"Krass": Das Erfolgsrezept eines Waffenhändlers
Die Bücher des Autors starten meist furios, oft im Frankfurter Bankenviertel. Aber nach 50 oder 100 Seiten ereignet sich meist eine Zäsur. Dann verplätschtert Martin Mosebachs Erzählfluss gern in einer langwierigen Initiation der Hauptfigur in den Orient, ohne aus dieser Textwüste jemals wieder an die Oberfläche zu treten.
Auch der neue Roman des 69-Jährigen folgt diesem bewährten Muster. Erst einmal haut er mit dem Titel "Krass" lärmend auf den Tisch. Aber gemach! Der elegante Herr unter den deutschen Schriftstellern hat sich keineswegs der Jugendsprache zugewandt. "Krass" lautet der Name seiner Hauptfigur. Und der ist ebenso sprechend wie der von Herrn Dr. Jüngel, aus dessen Perspektive die Geschichte meistens erzählt wird.
Ralph Krass: Eine monströse, raumgreifende Hauptfigur
Ralph Krass ist eine monströse, raumgreifende, alles beherrschende Figur, die ihr Geld im Waffenhandel verdient, obwohl das ein wenig mysteriös bleibt. Dieser Geschäftsmann engagiert sich einen jungen Akademiker als Sekretär für eine Reise nach Neapel, deren Kosten in bar aus einem Geldkoffer bestritten werden. Bald stößt eine blonde Belgierin hinzu, die bis dahin mit einem Mentalmagier reiste, dessen Trick Mosebach recht herzlos dem Leser verrät, was gar nicht nett ist.
"Allegro imbarazzante" ist dieser erste Teil überschrieben, der kurz vor dem Kauf eines Hauses auf Capri plötzlich abbricht. Im folgenden "Andante penserioso" leidet der plötzlich entlassene, unbezahlt gebliebene und von seiner Frau verlassene Herr Jüngel in einem französischen Landhaus vor sich hin. Hier erwartet ihn eine maximal mainstreamige Bildungsbürgerplattensammlung mit dem "Figaro" von Erich Kleiber, Klemperers "Don Giovanni", Vivaldi und akademischem Jazz von Thelonius Monk und Django Reinhardt.
Nun drosselt Mosebach das Tempo und verliert sich im Leben eines französischen Schusters, ehe am Ende des Abschnitts Herr Krass zwar das Geld schuldig bleibt, dafür aber sein Geschäftsgeheimnis lüftet: "Mein ganzer Erfolg beruht auf meinem Selbstvertrauen."

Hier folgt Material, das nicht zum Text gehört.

use std::time::{SystemTime, UNIX_EPOCH};

use super::ids::{ChunkId, ConversationId, HighlightId, MessageId};

/// Chat speaker role, decoupled from the wire's string encoding.
#[derive(Debug, Clone, Copy, PartialEq, Eq, Hash)]
pub enum Role {
    System,
    User,
    Assistant,
}

impl Role {
    pub fn as_wire(&self) -> &'static str {
        match self {
            Self::System => "system",
            Self::User => "user",
            Self::Assistant => "assistant",
        }
    }

    /// Unknown roles map to `System` so replayed history never drops a turn.
    pub fn from_wire(raw: &str) -> Self {
        match raw {
            "user" => Self::User,
            "assistant" => Self::Assistant,
            _ => Self::System,
        }
    }
}

/// One committed message. Streaming output never lives here; it accumulates
/// in the conversation's streaming state until the terminal frame.
#[derive(Debug, Clone, PartialEq, Eq)]
pub struct MessageRecord {
    pub id: MessageId,
    pub role: Role,
    pub content: String,
    pub created_at_unix_seconds: u64,
}

impl MessageRecord {
    pub fn new(id: MessageId, role: Role, content: impl Into<String>) -> Self {
        Self {
            id,
            role,
            content: content.into(),
            created_at_unix_seconds: current_unix_timestamp_seconds(),
        }
    }
}

/// Distinguishes the single whole-document conversation from
/// highlight-scoped ones.
#[derive(Debug, Clone, PartialEq, Eq)]
pub enum ConversationKind {
    Main,
    Chunk {
        chunk_id: ChunkId,
        highlight_text: String,
    },
}

#[derive(Debug, Clone, PartialEq, Eq)]
pub struct ConversationRecord {
    pub id: ConversationId,
    pub kind: ConversationKind,
}

impl ConversationRecord {
    pub fn main(id: ConversationId) -> Self {
        Self {
            id,
            kind: ConversationKind::Main,
        }
    }

    pub fn chunk(id: ConversationId, chunk_id: ChunkId, highlight_text: impl Into<String>) -> Self {
        Self {
            id,
            kind: ConversationKind::Chunk {
                chunk_id,
                highlight_text: highlight_text.into(),
            },
        }
    }

    pub fn chunk_id(&self) -> Option<&ChunkId> {
        match &self.kind {
            ConversationKind::Main => None,
            ConversationKind::Chunk { chunk_id, .. } => Some(chunk_id),
        }
    }
}

/// A user-selected character range within one chunk, linked to exactly one
/// chunk conversation. Offsets index the chunk's original content.
#[derive(Debug, Clone, PartialEq, Eq)]
pub struct HighlightRecord {
    pub id: HighlightId,
    pub text: String,
    pub start_offset: usize,
    pub end_offset: usize,
    pub conversation_id: ConversationId,
    pub chunk_id: ChunkId,
}

impl HighlightRecord {
    pub fn new(
        text: impl Into<String>,
        start_offset: usize,
        end_offset: usize,
        conversation_id: ConversationId,
        chunk_id: ChunkId,
    ) -> Self {
        Self {
            id: HighlightId::generate(),
            text: text.into(),
            start_offset,
            end_offset,
            conversation_id,
            chunk_id,
        }
    }
}

/// Read-only view of one conversation's in-flight assistant output.
#[derive(Debug, Clone, PartialEq, Eq)]
pub struct StreamingSnapshot {
    pub conversation_id: ConversationId,
    pub is_streaming: bool,
    pub content: String,
}

impl StreamingSnapshot {
    pub fn idle(conversation_id: ConversationId) -> Self {
        Self {
            conversation_id,
            is_streaming: false,
            content: String::new(),
        }
    }
}

pub fn current_unix_timestamp_seconds() -> u64 {
    SystemTime::now()
        .duration_since(UNIX_EPOCH)
        .map_or(0, |duration| duration.as_secs())
}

Der abschließende "Marcia funebre" spielt 20 Jahre später zu Kairo. Hier bringt Mosebach die Figuren mit dem billigsten Kniff die Hauptfiguren final zusammen: dem Zufall. Auch wenn hier kundig und einfühlsam Wissen über Ägyptens Hauptstadt ausgebreitet wird, bleibt der zum Personal neu hinzutretende Orientale in seinem bizarren Vater-Sohn-Verhältnis zu Herrn Krass eine recht papiererne Angelegenheit.
"Krass": wie ein mittelguter Roman von Patricia Highsmith
Die Oberfläche des Romans ist ein kluger psychologischer Krimi über einen Hochstapler, gespiegelt in einem Schwächling, der sich letztendlich als Lehrstuhlinhaber für Urbanistik an der Universität Wuppertal berappelt. Diese mit zehn Prozent Ironie geschilderten Entwicklungen plus ein paar Seiten Kunstbetriebssatire trösten über manche hochsymbolisch aufgeladene ornithologische Abschweifung und die etwas bemühte Konstruktion hinweg.
Die über 500 Seiten "Krass" lassen sich mit einigem Vergnügen wie ein mittelguter Roman von Patricia Highsmith lesen, wenn man einige Längen und Wiederholungen überblättert. Manche Seite, wie ein Tod im Krankenhaus oder der Schluss auf einem Friedhof am Rand der Wüste sind exzellent beobachtet oder erfunden.
Aber der Autor täte gut daran, den Kern der Geschichte als Novelle auf 150 Seiten zu verdichten. Und der Rest des Materials wäre ein grandioses Reisefeuilleton über Neapel, Capri, Frankreich oder Kairo ein Genuss. Denn über Städte, Landschaften und ihre Bewohner zu schreiben, versteht Mosebach wirklich.